- 1 large yellow onion, chopped
- 1 red bell pepper, chopped
- 1 yellow bell pepper, chopped
- 2 medium carrots, chopped
- 4 medium celery stalks, chopped
- 2 cloves of garlic, grated or finely minced
- 2 tablespoons olive oil
- 2 pounds 93% lean ground turkey
- 3 tablespoons chili powder
- 1 tablespoon cumin
- 1 tablespoon smoked paprika
- 2 teaspoons dried oregano
- 2 teaspoons salt
- 2 teaspoons pepper
- 1/2 of a medium butternut squash, chopped (about 2 cups)
- 15 ounce can pumpkin puree
- 14.5 ounce can diced tomatoes
- 15 ounce can marinara sauce
- 2 cups chicken stock
- toppings of choice: sliced jalapeno, scallions, avocado, diced red onion, cilantro, limes, etc.
- Heat a dutch oven or large soup pot over medium high heat.
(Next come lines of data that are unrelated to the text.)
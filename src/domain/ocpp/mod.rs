//! OCPP protocol version, shared across dispatch, connection and config.

pub mod version;

pub use version::OcppVersion;
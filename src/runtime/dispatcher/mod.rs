//! Protocol dispatcher: routes a received `Call` from the CSMS to the
//! right version-specific handler and produces the `CallResult`/`CallError`
//! payload to send back.
//!
//! A ports-and-adapters split, one handler trait implementation per OCPP
//! version, dispatching central-system → charge-point calls arriving at
//! a station.

pub mod v16;
pub mod v201;
pub mod v21;

use std::sync::Arc;

use async_trait::async_trait;
use serde_json::{json, Value};
use tokio::sync::{mpsc, RwLock};

use crate::domain::auth_cache::AuthCache;
use crate::domain::certificate::CertificateStore;
use crate::domain::connector::Connector;
use crate::domain::device_model::DeviceModel;
use crate::domain::message::MessageType;
use crate::domain::ocpp::OcppVersion;
use crate::domain::pending::PendingRequestTable;
use crate::domain::station::StationConfig;
use crate::domain::transaction::Transaction;
use crate::runtime::logger::{new_outbound_record, MessageLogger};
use crate::support::{ProtocolError, ShutdownSignal};

pub use v16::V16Dispatcher;
pub use v201::V201Dispatcher;
pub use v21::V21Dispatcher;

/// Shared state a dispatcher needs to answer an incoming `Call` —
/// essentially everything about "this station" except the socket itself.
pub struct StationContext {
    pub config: StationConfig,
    pub connectors: RwLock<Vec<Connector>>,
    pub transactions: RwLock<Vec<Transaction>>,
    pub pending: Arc<PendingRequestTable>,
    pub auth_cache: AuthCache,
    pub device_model: DeviceModel,
    pub certificates: CertificateStore,
    /// Frame sink for the current connection, if any. `None` while
    /// disconnected or reconnecting; handlers that need to send a `Call`
    /// from inside the dispatch loop go through this rather than holding
    /// their own channel end.
    pub outbound: RwLock<Option<mpsc::Sender<String>>>,
    pub logger: Arc<MessageLogger>,
    /// Shared with `SessionManager` and the heartbeat driver, so a
    /// dispatcher handler that spawns its own background work (e.g. a
    /// 1.6 `RemoteStartTransaction` meter ticker) winds down with the
    /// rest of the station on shutdown.
    pub shutdown: ShutdownSignal,
}

impl StationContext {
    /// Send a `Call` on the current connection and await its reply,
    /// registering with the pending table and logging the outbound frame
    /// the same way `SessionManager` and the heartbeat driver do.
    pub async fn send_call(&self, action: &str, payload: Value) -> Result<Value, ProtocolError> {
        let (frame, wait) = self.pending.register(action, payload);
        let raw = frame.serialize();
        self.logger
            .record(new_outbound_record(
                &self.config.id,
                frame.unique_id(),
                Some(action.to_string()),
                MessageType::Call,
                &raw,
            ))
            .await;
        let sender = self.outbound.read().await.clone();
        let Some(sender) = sender else {
            return Err(ProtocolError::InternalError("station is not connected".into()));
        };
        if sender.send(raw).await.is_err() {
            return Err(ProtocolError::InternalError("outbound channel closed".into()));
        }
        wait.await
    }

    /// Send a `StatusNotification` for `connector_id` reporting `status`,
    /// ignoring the reply body (a `CallResult` with an empty payload).
    pub async fn send_status_notification(
        &self,
        connector_id: u32,
        status: &'static str,
        error_code: &'static str,
    ) -> Result<(), ProtocolError> {
        self.send_call(
            "StatusNotification",
            json!({
                "connectorId": connector_id,
                "status": status,
                "errorCode": error_code,
                "timestamp": chrono::Utc::now().to_rfc3339(),
            }),
        )
        .await?;
        Ok(())
    }
}

/// Handles inbound `Call`s addressed to a station and produces the reply
/// payload. One implementation per OCPP version; `V21Dispatcher` composes
/// `V201Dispatcher` rather than reimplementing its actions.
#[async_trait]
pub trait InboundDispatcher: Send + Sync {
    async fn dispatch(
        &self,
        ctx: &Arc<StationContext>,
        action: &str,
        payload: Value,
    ) -> Result<Value, ProtocolError>;

    fn version(&self) -> OcppVersion;
}

pub fn dispatcher_for(version: OcppVersion) -> Arc<dyn InboundDispatcher> {
    match version {
        OcppVersion::V16 => Arc::new(V16Dispatcher::new()),
        OcppVersion::V201 => Arc::new(V201Dispatcher::new()),
        OcppVersion::V21 => Arc::new(V21Dispatcher::new()),
    }
}
//! Cross-cutting utilities: error taxonomy, shutdown.

pub mod error;
pub mod shutdown;

pub use error::{
    AuthError, EmulatorError, EmulatorResult, FramingError, ProtocolError, RepositoryError,
    StateError, TransportError,
};
pub use shutdown::{listen_for_shutdown_signals, ShutdownCoordinator, ShutdownSignal};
Add 1 tablespoon olive oil and cook the onions, bell peppers, carrots, celery, garlic 1 teaspoon salt and pepper for 10 minutes until softened. Transfer to a bowl.
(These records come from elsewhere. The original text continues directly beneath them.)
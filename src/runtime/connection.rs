//! WebSocket client connection to the CSMS, with reconnect backoff.
//!
//! Dials out (`connect_async`) rather than accepting (`accept_hdr_async`),
//! since a station is the client side of OCPP-J. Subprotocol negotiation
//! is the mirror image of negotiating on the accept side: we advertise a
//! single `Sec-WebSocket-Protocol` value instead of picking among several.

use std::sync::{Arc, Mutex};
use std::time::{Duration, Instant};

use futures_util::{SinkExt, StreamExt};
use tokio::net::TcpStream;
use tokio::sync::mpsc;
use tokio::time::interval;
use tokio_tungstenite::tungstenite::client::IntoClientRequest;
use tokio_tungstenite::tungstenite::http::HeaderValue;
use tokio_tungstenite::tungstenite::Message;
use tokio_tungstenite::{MaybeTlsStream, WebSocketStream};
use tracing::{info, warn};

use crate::domain::station::{AuthMode, StationConfig};
use crate::support::TransportError;

pub type WsStream = WebSocketStream<MaybeTlsStream<TcpStream>>;

/// Interval between keepalive `Ping`s sent while the outbound queue is
/// otherwise idle.
const PING_INTERVAL: Duration = Duration::from_secs(30);
/// How long without any inbound traffic (a `Pong` or anything else) before
/// the connection is declared dead and torn down.
const PONG_TIMEOUT: Duration = Duration::from_secs(90);

/// Exponential backoff per spec: `min(base * 2^(n-1), cap)`, `n` starting at 1.
pub fn reconnect_delay(attempt: u32, base: Duration, cap: Duration) -> Duration {
    let factor = 2u64.saturating_pow(attempt.saturating_sub(1));
    let scaled = base.saturating_mul(factor as u32);
    scaled.min(cap)
}

/// Open a single WebSocket connection to the CSMS, negotiating the
/// station's OCPP subprotocol and applying the configured auth mode.
pub async fn connect(config: &StationConfig) -> Result<WsStream, TransportError> {
    let mut request = config
        .csms_url
        .clone()
        .into_client_request()
        .map_err(|e| TransportError::ConnectFailure(e.to_string()))?;

    let subprotocol = HeaderValue::from_str(config.protocol_version.subprotocol())
        .map_err(|e| TransportError::ConnectFailure(e.to_string()))?;
    request
        .headers_mut()
        .insert("Sec-WebSocket-Protocol", subprotocol);

    match &config.auth {
        AuthMode::None => {}
        AuthMode::Basic { username, password } => {
            let token = base64::Engine::encode(
                &base64::engine::general_purpose::STANDARD,
                format!("{}:{}", username, password),
            );
            let value = HeaderValue::from_str(&format!("Basic {}", token))
                .map_err(|e| TransportError::ConnectFailure(e.to_string()))?;
            request.headers_mut().insert("Authorization", value);
        }
        AuthMode::Bearer { token } => {
            let value = HeaderValue::from_str(&format!("Bearer {}", token))
                .map_err(|e| TransportError::ConnectFailure(e.to_string()))?;
            request.headers_mut().insert("Authorization", value);
        }
    }

    let (stream, response) = tokio_tungstenite::connect_async(request)
        .await
        .map_err(|e| TransportError::ConnectFailure(e.to_string()))?;

    info!(
        station_id = config.id.as_str(),
        status = response.status().as_u16(),
        "connected to CSMS"
    );

    Ok(stream)
}

/// Split a connected stream into a raw outbound sender and inbound text
/// receiver, spawning pump tasks for each direction. The caller drives
/// business logic by reading from `inbound` and pushing frames onto the
/// returned `mpsc::Sender`.
pub fn spawn_io_pumps(
    stream: WsStream,
    station_id: String,
) -> (mpsc::Sender<String>, mpsc::Receiver<String>) {
    let (mut write, mut read) = stream.split();
    let (outbound_tx, mut outbound_rx) = mpsc::channel::<String>(256);
    let (inbound_tx, inbound_rx) = mpsc::channel::<String>(256);

    let last_activity = Arc::new(Mutex::new(Instant::now()));

    let write_station_id = station_id.clone();
    let writer_activity = last_activity.clone();
    tokio::spawn(async move {
        let mut ticker = interval(PING_INTERVAL);
        ticker.tick().await; // first tick fires immediately, skip it
        loop {
            tokio::select! {
                maybe_text = outbound_rx.recv() => {
                    match maybe_text {
                        Some(text) => {
                            if let Err(e) = write.send(Message::Text(text)).await {
                                warn!(station_id = write_station_id.as_str(), error = %e, "write failed, closing");
                                break;
                            }
                        }
                        None => break,
                    }
                }
                _ = ticker.tick() => {
                    let idle = writer_activity.lock().unwrap().elapsed();
                    if idle > PONG_TIMEOUT {
                        warn!(station_id = write_station_id.as_str(), idle_secs = idle.as_secs(), "no inbound traffic, closing");
                        break;
                    }
                    if let Err(e) = write.send(Message::Ping(Vec::new())).await {
                        warn!(station_id = write_station_id.as_str(), error = %e, "ping failed, closing");
                        break;
                    }
                }
            }
        }
    });

    let reader_activity = last_activity;
    tokio::spawn(async move {
        while let Some(msg) = read.next().await {
            match msg {
                Ok(Message::Text(text)) => {
                    *reader_activity.lock().unwrap() = Instant::now();
                    if inbound_tx.send(text).await.is_err() {
                        break;
                    }
                }
                Ok(Message::Ping(_)) | Ok(Message::Pong(_)) => {
                    *reader_activity.lock().unwrap() = Instant::now();
                }
                Ok(Message::Close(frame)) => {
                    info!(station_id = station_id.as_str(), ?frame, "CSMS closed connection");
                    break;
                }
                Ok(_) => {}
                Err(e) => {
                    warn!(station_id = station_id.as_str(), error = %e, "read failed, closing");
                    break;
                }
            }
        }
    });

    (outbound_tx, inbound_rx)
}

#[cfg(test)]
mod tests {
    use super::*;

    #[test]
    fn backoff_doubles_each_attempt() {
        let base = Duration::from_secs(1);
        let cap = Duration::from_secs(60);
        assert_eq!(reconnect_delay(1, base, cap), Duration::from_secs(1));
        assert_eq!(reconnect_delay(2, base, cap), Duration::from_secs(2));
        assert_eq!(reconnect_delay(3, base, cap), Duration::from_secs(4));
        assert_eq!(reconnect_delay(4, base, cap), Duration::from_secs(8));
    }

    #[test]
    fn backoff_respects_cap() {
        let base = Duration::from_secs(1);
        let cap = Duration::from_secs(10);
        assert_eq!(reconnect_delay(10, base, cap), cap);
    }
}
- In the same dutch oven over medium low heat, add 1 tablespoon olive oil and cook the turkey for 10 minutes.
- Add the spices and remaining 1 teaspoon salt and pepper. Stir to combine with the turkey.
- Add the cooked vegetables back to the dutch oven, along with the butternut squash, pumpkin, diced tomatoes, marinara sauce and chicken stock. Stir to combine.
- Cook over medium low heat for 1-2 hours, until the vegetables are tender. Taste and add more seasonings/salt if desired.
- Serve warm with desired toppings.
- Leftovers will keep in an airtight container refrigerated for 5 days, or frozen for up to 1 year.
This can also be made in the slow cooker. After the turkey is cooked, transfer the cooked turkey to the slow cooker. Then add the spices, all vegetables, canned pumpkin, diced tomatoes, marinara sauce and chicken stock to the slow cooker. Cook on high for 4 hours, or low for 8 hours.